La forme recommandée est « au temps pour moi » (en trois mots, avec « temps »). C’est celle que retient l’usage de référence pour reconnaître son erreur. « Autant pour moi » est très répandue, mais elle est généralement considérée comme fautive — même si quelques spécialistes la défendent. Dans un écrit soigné, écris « au temps pour moi ».

Que signifie « au temps pour moi » ?

Avant de trancher entre au temps pour moi ou autant pour moi, encore faut-il savoir ce que l’expression veut dire.
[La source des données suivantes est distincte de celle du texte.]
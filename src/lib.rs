mod angle_net;
mod crnn_net;
pub mod ctc;
mod dbnet;
pub mod engine;
mod error;
pub mod fit;
pub mod hull;
pub mod merge;
pub mod onnx;
mod options;
pub mod orientation;
pub mod region;
mod result;
pub mod rotated_box;
pub mod util;

use rayon::{prelude::*, ThreadPool, ThreadPoolBuilder};
use tracing::instrument;

pub use ctc::CharacterVocabulary;
pub use engine::{ImageBuffer, InferenceEngine};
pub use error::*;
pub use onnx::{ExecutionProvider, OnnxEngine, OnnxEngineBuilder};
pub use options::PipelineConfig;
pub use orientation::Orientation;
pub use region::ProbabilityMap;
pub use result::*;
pub use rotated_box::{PaddingPolicy, Point2D, RotatedBox};

pub use ort as runtime;

use crate::{
    ctc::decode, fit::min_area_rect, merge::merge_overlapping, orientation::classify,
    region::extract, util::crop_rect,
};

pub struct TextSpotterBuilder {
    config: PipelineConfig,
    threads: usize,
}

impl TextSpotterBuilder {
    pub fn new() -> Self {
        Self::default()
    }

    pub fn config(mut self, config: PipelineConfig) -> Self {
        self.config = config;
        self
    }

    /// Worker threads for per-region work. 1 keeps everything on the calling thread.
    pub fn threads(mut self, threads: usize) -> Self {
        self.threads = threads;
        self
    }

    #[instrument(skip(self, engine))]
    pub fn build<E>(self, engine: E) -> Result<TextSpotter<E>, OcrError> {
        self.config.validate()?;
        let pool = if self.threads > 1 {
            Some(
                ThreadPoolBuilder::new()
                    .num_threads(self.threads)
                    .thread_name(|i| format!("textspot-{i}"))
                    .build()?,
            )
        } else {
            None
        };
        Ok(TextSpotter {
            engine,
            config: self.config,
            pool,
        })
    }
}

impl Default for TextSpotterBuilder {
    fn default() -> Self {
        Self {
            config: PipelineConfig::default(),
            threads: 1,
        }
    }
}

/// Detection, orientation and recognition post-processing over an [`InferenceEngine`].
pub struct TextSpotter<E> {
    engine: E,
    config: PipelineConfig,
    pool: Option<ThreadPool>,
}

/// A padded box ready for cropping, in image coordinates.
struct Candidate {
    index: usize,
    polygon: [Point2D; 4],
}

impl<E> TextSpotter<E> {
    pub fn builder() -> TextSpotterBuilder {
        TextSpotterBuilder::new()
    }

    pub fn config(&self) -> &PipelineConfig {
        &self.config
    }

    pub fn engine(&self) -> &E {
        &self.engine
    }

    /// Fitted and padded boxes for every region of `map`, in map coordinates.
    ///
    /// Each box carries the discovery index of its region. Boxes are merged first when
    /// a merge threshold is configured.
    #[instrument(skip(self, map), level = "debug")]
    pub fn locate(&self, map: &ProbabilityMap) -> Vec<(usize, RotatedBox)> {
        let regions = extract(map, self.config.det_threshold, self.config.min_region_size);
        let boxes = regions
            .iter()
            .enumerate()
            .map(|(index, region)| {
                let mut rect = min_area_rect(&region.points());
                let padding = self.config.padding.apply(&mut rect);
                log::trace!("Region {index}: {} pixels, padding {padding}", region.len());
                (index, rect)
            })
            .collect::<Vec<_>>();

        match self.config.merge_iou_threshold {
            Some(threshold) => merge_overlapping(boxes, threshold),
            None => boxes,
        }
    }

    /// Runs the whole pipeline on `image`.
    ///
    /// Results are in region discovery order. Regions whose crop is empty or whose
    /// recognition confidence is below the configured threshold are left out. Any
    /// collaborator failure fails the whole call.
    #[instrument(skip(self, image))]
    pub fn recognize<I>(&self, image: &I) -> Result<Vec<LocatedText>, OcrError>
    where
        I: ImageBuffer,
        E: InferenceEngine<I>,
    {
        let map = self
            .engine
            .run_detection(image)
            .map_err(OcrError::detection)?;
        if map.is_empty() {
            log::debug!("Detection returned an empty probability map");
            return Ok(Vec::new());
        }

        #[cfg(feature = "debug")]
        if let Some(luma) = util::to_luma_image(map.view()) {
            if let Err(e) = luma.save("probability_map.png") {
                log::warn!("Failed to save probability map: {e}");
            }
        }

        let scale_x = image.width() as f32 / map.width() as f32;
        let scale_y = image.height() as f32 / map.height() as f32;
        let candidates = self
            .locate(&map)
            .into_iter()
            .map(|(index, rect)| Candidate {
                index,
                polygon: rect
                    .polygon()
                    .map(|p| Point2D::new(p.x * scale_x, p.y * scale_y)),
            })
            .collect::<Vec<_>>();

        let outcomes = match &self.pool {
            Some(pool) => pool.install(|| {
                candidates
                    .par_iter()
                    .map(|candidate| self.read_region(image, candidate))
                    .collect::<Result<Vec<_>, _>>()
            })?,
            None => candidates
                .iter()
                .map(|candidate| self.read_region(image, candidate))
                .collect::<Result<Vec<_>, _>>()?,
        };

        let results = outcomes.into_iter().flatten().collect::<Vec<_>>();
        log::debug!(
            "Accepted {} of {} candidate regions",
            results.len(),
            candidates.len()
        );
        Ok(results)
    }

    #[instrument(level = "trace", skip(self, image, candidate), fields(region = candidate.index))]
    fn read_region<I>(&self, image: &I, candidate: &Candidate) -> Result<Option<LocatedText>, OcrError>
    where
        I: ImageBuffer,
        E: InferenceEngine<I>,
    {
        let index = candidate.index;
        let bounds = crop_rect(&candidate.polygon, image.width(), image.height());
        if bounds.is_empty() {
            log::debug!("Region {index} crops to nothing, skipping");
            return Ok(None);
        }
        let mut crop = image
            .crop(bounds)
            .map_err(|e| OcrError::image(index, e))?;

        let mut orientation = Orientation::Upright;
        if self.config.classify {
            let scores = self
                .engine
                .run_classification(&crop)
                .map_err(|e| OcrError::classification(index, e))?;
            orientation = classify(&scores, self.config.cls_threshold);
            if orientation == Orientation::Rotated180 {
                crop = crop.rotate180().map_err(|e| OcrError::image(index, e))?;
            }
        }

        let scores = self
            .engine
            .run_recognition(&crop)
            .map_err(|e| OcrError::recognition(index, e))?;
        let line = decode(scores.view(), self.engine.vocabulary());

        // NaN confidence is rejected too.
        let accepted = line.confidence >= self.config.rec_score_threshold;
        if !accepted {
            log::debug!(
                "Region {index} rejected: {:?} scored {} < {}",
                line.text,
                line.confidence,
                self.config.rec_score_threshold
            );
            return Ok(None);
        }

        Ok(Some(LocatedText {
            text: line.text,
            confidence: line.confidence,
            polygon: candidate.polygon,
            bounds,
            orientation,
            character_scores: line.character_scores,
        }))
    }
}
On l’emploie pour reconnaître qu’on s’est trompé : une manière élégante et un peu enjouée de dire « je me suis trompé, c’est ma faute, je reprends ». Elle sert à admettre son erreur sans lourdeur, souvent à l’oral, dans une conversation.

  • « Le rendez-vous est mardi… au temps pour moi, il est mercredi. » (je rectifie mon erreur)

  • « J’avais dit trois, au temps pour moi, ils sont quatre. » (j’admets m’être trompé)

Le sens est donc clair : celui qui parle avoue une méprise et corrige. Reste à comprendre pourquoi cette idée s’écrit « au temps » et non « autant ».

« Au temps pour moi » : la forme recommandée et son origine

Si la graphie « au temps pour moi » l’emporte dans les ouvrages de référence, c’est en raison de son origine, que l’on rattache traditionnellement au vocabulaire militaire et musical. Le commandement « au temps ! » servait à marquer un temps, un rythme : à la gymnastique ou à l’exercice, quand un mouvement était mal exécuté, on lançait « au temps ! » pour tout reprendre au bon moment, au temps voulu.

Par extension, dire « au temps pour moi », c’est reconnaître que l’on s’est trompé et qu’il faut recommencer : le « temps » à reprendre, c’est le mien, à cause de mon erreur. On retrouve la même logique en musique, où « au temps » marque la reprise d’une mesure. Cette filiation explique pourquoi la forme correcte de au temps pour moi ou autant pour moi retient le mot « temps ».

À noter

L’origine exacte de l’expression reste discutée, et les ouvrages de référence le reconnaissent eux-mêmes. Mais c’est bien « au temps pour moi » qui est retenu comme la graphie correcte dans l’usage soutenu.

« Autant pour moi » : la forme la plus courante… mais contestée

Alors, pourquoi tout le monde écrit-il « autant pour moi » ? Parce que cette graphie semble logique. On l’interprète spontanément comme « donnez-moi autant », « à moi aussi la même chose », ou « autant d’erreurs à mettre sur mon compte ». L’oreille n’entend aucune différence entre les deux formes, et « autant » paraît plus naturel que le mystérieux « au temps ».

Cette forme est si répandue qu’une partie du public la considère comme normale. Quelques linguistes ont même défendu « autant pour moi », estimant que l’expression pourrait venir d’une tournure ancienne parfaitement sensée. Le débat entre au temps pour moi ou autant pour moi n’est donc pas totalement tranché sur le plan historique.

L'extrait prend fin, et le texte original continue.